The red balloon may stay with the killer but it is more likely that it will fly away, to seek out new victims. It is intelligent enough to know that the killer will likely be apprehended and his ill-gotten gains removed. Better for the Rogue Balloon to make its escape while the adults are distracted.
It intrudes upon the PCs lives when its current chosen is killed and it selects someone close to the PCs as its new victim. Can they protect the children of the world or suffer a terrible fate?
THE ROGUE BALLOON
The origin of the Rogue Balloon is deliberately left as a mystery. You can link it to any mythology you wish to establish in your campaign. It fills the classic function of a cursed object that brings doom to its owner.
In a campaign that includes the Esoterrorists the Rogue Balloon could be one of their creations. It wouldn’t take much to weaken the veil of reality using children’s imagination. They simply have to create a red balloon so desirable that children imbue it with life and become willing to kill over it.
If your game involves Mediums then the Rogue Balloon could be haunted. It could be a manifestation of a child who was killed for his red balloon, making sure others experience the same fate. A darker option is that the red balloon was used by a deranged killer to lure children to a terrible fate, a tactic he continues to use in death.
The Rogue Balloon is intelligent, aware of its surroundings and extremely resistant to harm.
General: Fleeing: 12, Health: 20, Infiltration: 10, Scuffling: 8, Sense Trouble: 7
Damage Modifier: 0
Suffocation: The Rogue Balloon can envelope a victims head within its plastic body.

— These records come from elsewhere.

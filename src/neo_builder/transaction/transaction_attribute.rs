use num_enum::TryFromPrimitive;
use serde::{Deserialize, Serialize};

use crate::codec::{CodecError, Decoder, Encoder, NeoSerializable, VarSizeTrait};

/// Response codes an oracle node attaches to an `OracleResponse`
/// attribute.
#[derive(
	Debug, Clone, Copy, PartialEq, Eq, Hash, Serialize, Deserialize, TryFromPrimitive,
)]
#[repr(u8)]
pub enum OracleResponseCode {
	Success = 0x00,
	ProtocolNotSupported = 0x10,
	ConsensusUnreachable = 0x12,
	NotFound = 0x14,
	Timeout = 0x16,
	Forbidden = 0x18,
	ResponseTooLarge = 0x1A,
	InsufficientFunds = 0x1C,
	ContentTypeNotSupported = 0x1F,
	Error = 0xFF,
}

/// A transaction attribute.
///
/// At most one `HighPriority` and one `OracleResponse` may appear on a
/// transaction; the builder enforces the counts.
#[derive(Debug, Clone, PartialEq, Eq, Hash, Serialize, Deserialize)]
#[serde(tag = "type")]
pub enum TransactionAttribute {
	/// Lets committee members front-run the mempool. No payload.
	HighPriority,

	/// Attached by oracle nodes when delivering a response.
	OracleResponse {
		id: u64,
		code: OracleResponseCode,
		/// Base64 in JSON, var-bytes on the wire.
		result: String,
	},
}

impl TransactionAttribute {
	pub const HIGH_PRIORITY_TYPE: u8 = 0x01;
	pub const ORACLE_RESPONSE_TYPE: u8 = 0x11;
	pub const MAX_RESULT_SIZE: usize = 0xFFFF;

	pub fn type_byte(&self) -> u8 {
		match self {
			TransactionAttribute::HighPriority => Self::HIGH_PRIORITY_TYPE,
			TransactionAttribute::OracleResponse { .. } => Self::ORACLE_RESPONSE_TYPE,
		}
	}
}

impl NeoSerializable for TransactionAttribute {
	type Error = CodecError;

	fn size(&self) -> usize {
		match self {
			TransactionAttribute::HighPriority => 1,
			TransactionAttribute::OracleResponse { result, .. } => {
				use crate::crypto::FromBase64String;
				let raw_len =
					result.from_base64_string().map(|bytes| bytes.len()).unwrap_or_default();
				1 + 8 + 1 + crate::codec::var_size(raw_len as u64) + raw_len
			},
		}
	}

	fn encode(&self, writer: &mut Encoder) {
		writer.write_u8(self.type_byte());
		if let TransactionAttribute::OracleResponse { id, code, result } = self {
			use crate::crypto::FromBase64String;
			writer.write_u64(*id);
			writer.write_u8(*code as u8);
			let raw = result.from_base64_string().unwrap_or_default();
			writer.write_var_bytes(&raw).expect("oracle results are size-capped");
		}
	}

	fn decode(reader: &mut Decoder) -> Result<Self, Self::Error> {
		match reader.read_u8()? {
			Self::HIGH_PRIORITY_TYPE => Ok(TransactionAttribute::HighPriority),
			Self::ORACLE_RESPONSE_TYPE => {
				use crate::crypto::ToBase64String;
				let id = reader.read_u64()?;
				let code = OracleResponseCode::try_from(reader.read_u8()?).map_err(|_| {
					CodecError::InvalidEncoding("Unknown oracle response code".to_string())
				})?;
				let raw = reader.read_var_bytes()?;
				if raw.len() > Self::MAX_RESULT_SIZE {
					return Err(CodecError::MalformedLength(
						"Oracle result exceeds the size cap".to_string(),
					));
				}
				Ok(TransactionAttribute::OracleResponse {
					id,
					code,
					result: raw.to_base64_string(),
				})
			},
			other => Err(CodecError::InvalidEncoding(format!(
				"Unknown transaction attribute type {other:#04x}"
			))),
		}
	}
}
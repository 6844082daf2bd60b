use thiserror::Error;

use crate::{codec::CodecError, crypto::CryptoError, neo_types::TypeError};

/// Errors raised while building scripts, witnesses and signers.
#[derive(Error, Debug, PartialEq)]
pub enum BuilderError {
	#[error("Illegal argument: {0}")]
	IllegalArgument(String),

	#[error("Illegal state: {0}")]
	IllegalState(String),

	#[error("Signer configuration: {0}")]
	SignerConfiguration(String),

	#[error("Invalid script: {0}")]
	InvalidScript(String),

	#[error(transparent)]
	CodecError(#[from] CodecError),

	#[error(transparent)]
	CryptoError(#[from] CryptoError),

	#[error(transparent)]
	TypeError(#[from] TypeError),
}
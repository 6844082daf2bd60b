use serde::{Deserialize, Serialize};

use crate::{neo_types::ScryptParamsDef, neo_wallets::Nep6Account};

/// The NEP-6 wallet file structure (JSON, UTF-8).
///
/// This type only models the document; reading and writing files is
/// left to the host application.
#[derive(Clone, Debug, PartialEq, Serialize, Deserialize)]
pub struct Nep6Wallet {
	pub name: String,

	pub version: String,

	pub scrypt: ScryptParamsDef,

	pub accounts: Vec<Nep6Account>,

	#[serde(default, skip_serializing_if = "Option::is_none")]
	pub extra: Option<serde_json::Value>,
}

#[cfg(test)]
mod tests {
	use super::*;

	#[test]
	fn test_decode_reference_document() {
		let json = r#"{
			"name": "MyWallet",
			"version": "3.0",
			"scrypt": {"n": 16384, "r": 8, "p": 8},
			"accounts": [{
				"address": "NKuyBkoGdZZSLyPbJEetheRhMjeznFZszf",
				"label": "main",
				"isDefault": true,
				"lock": false,
				"key": null,
				"contract": null
			}],
			"extra": null
		}"#;
		let wallet: Nep6Wallet = serde_json::from_str(json).unwrap();
		assert_eq!(wallet.name, "MyWallet");
		assert_eq!(wallet.scrypt, ScryptParamsDef::default());
		assert!(wallet.accounts[0].is_default);
	}
}
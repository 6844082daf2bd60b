use serde::{Deserialize, Serialize};

use crate::neo_protocol::NeoWitness;

/// The `getstateroot` response.
#[derive(Debug, Clone, PartialEq, Serialize, Deserialize)]
pub struct StateRoot {
	#[serde(default)]
	pub version: u32,

	pub index: u32,

	#[serde(rename = "roothash")]
	pub root_hash: String,

	#[serde(default)]
	pub witnesses: Vec<NeoWitness>,
}

/// The `findstates` response. Keys, values and proofs are base64.
#[derive(Debug, Clone, PartialEq, Serialize, Deserialize)]
pub struct States {
	#[serde(rename = "firstProof", default)]
	pub first_proof: Option<String>,

	#[serde(rename = "lastProof", default)]
	pub last_proof: Option<String>,

	#[serde(default)]
	pub truncated: bool,

	#[serde(default)]
	pub results: Vec<StateResult>,
}

#[derive(Debug, Clone, PartialEq, Serialize, Deserialize)]
pub struct StateResult {
	pub key: String,
	pub value: String,
}

#[cfg(test)]
mod tests {
	use super::*;

	#[test]
	fn test_decode_find_states() {
		let json = r#"{
			"truncated": true,
			"results": [
				{"key": "AQ==", "value": "Ag=="}
			]
		}"#;
		let states: States = serde_json::from_str(json).unwrap();
		assert!(states.truncated);
		assert_eq!(states.results.len(), 1);
	}
}
use num_enum::TryFromPrimitive;
use serde::{Deserialize, Serialize};

/// Whether a matching witness rule admits or rejects the witness.
#[derive(
	Debug, Clone, Copy, PartialEq, Eq, Hash, Serialize, Deserialize, TryFromPrimitive,
)]
#[repr(u8)]
pub enum WitnessAction {
	Deny = 0,
	Allow = 1,
}

#[cfg(test)]
mod tests {
	use super::*;

	#[test]
	fn test_json_names() {
		assert_eq!(serde_json::to_string(&WitnessAction::Allow).unwrap(), "\"Allow\"");
		assert_eq!(serde_json::from_str::<WitnessAction>("\"Deny\"").unwrap(), WitnessAction::Deny);
	}
}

Inside the victim is unable to breath (raising questions of how the balloon is able to float with an apparent vacuum inside itself). A successful scuffle check means that the Rogue Balloon has latched on to its victim. The victim will loose 1 Health point each turn unless freed from the Rogue Balloon (with a scuffling check).
Grapple: The string attached to the balloon is able to move, able to act as a tail or tentacle. A successful scuffling check means that it has wrapped itself around a victims neck. As long as it is secure it gains a +2 to all further Scuffling checks. It will often do this before using its Suffocation attack.
Bond: As long as the child the Rogue Balloon has bonded with has an emotional connection with it the balloon is invulnerable. If the child is disoriented, drugged or killed this protective barrier is removed.
Obsession: Children between 6 and 10, other than the child it has bonded with, become obsessed with possessing the Rogue Balloon. Each week they are denied the Rogue Balloon they loose 1 Stability point. If they spend extended time with the chosen this loss increases to 1 point per day. In the end they will be driven into a homicidal rage to gain the Rogue Balloon, killing anyone who gets in their way.
The story begins with the Death Of A Child. This can result in Accusations and Guilt. A child close to the PC receives a Random Gift. Examination of the Rogue Balloon might reveal its secrets but they also find it is willing to Kill For The Child. Finally they can try to Pop The Problem and witness Inflatable Revenge.
Death Of A Child
The current victim of the Rogue Balloon is murdered by his class mates. For the purposes of this adventure we’ll call him Peter Baily. You may wish to adjust his identity to a child that the PCs know, although preferably one that they haven’t seen recently. This gives that PC a deeper reason to care about how they died.
The location of the murder happens very close to where another PC lives, the closer the better. Preferably it should happen out of view of the public, for example in their garden or back alley way. Peter was attempting to escape his pursuers (with the Rogue Balloon clutched tightly in his hands) and happened to stumble into this area.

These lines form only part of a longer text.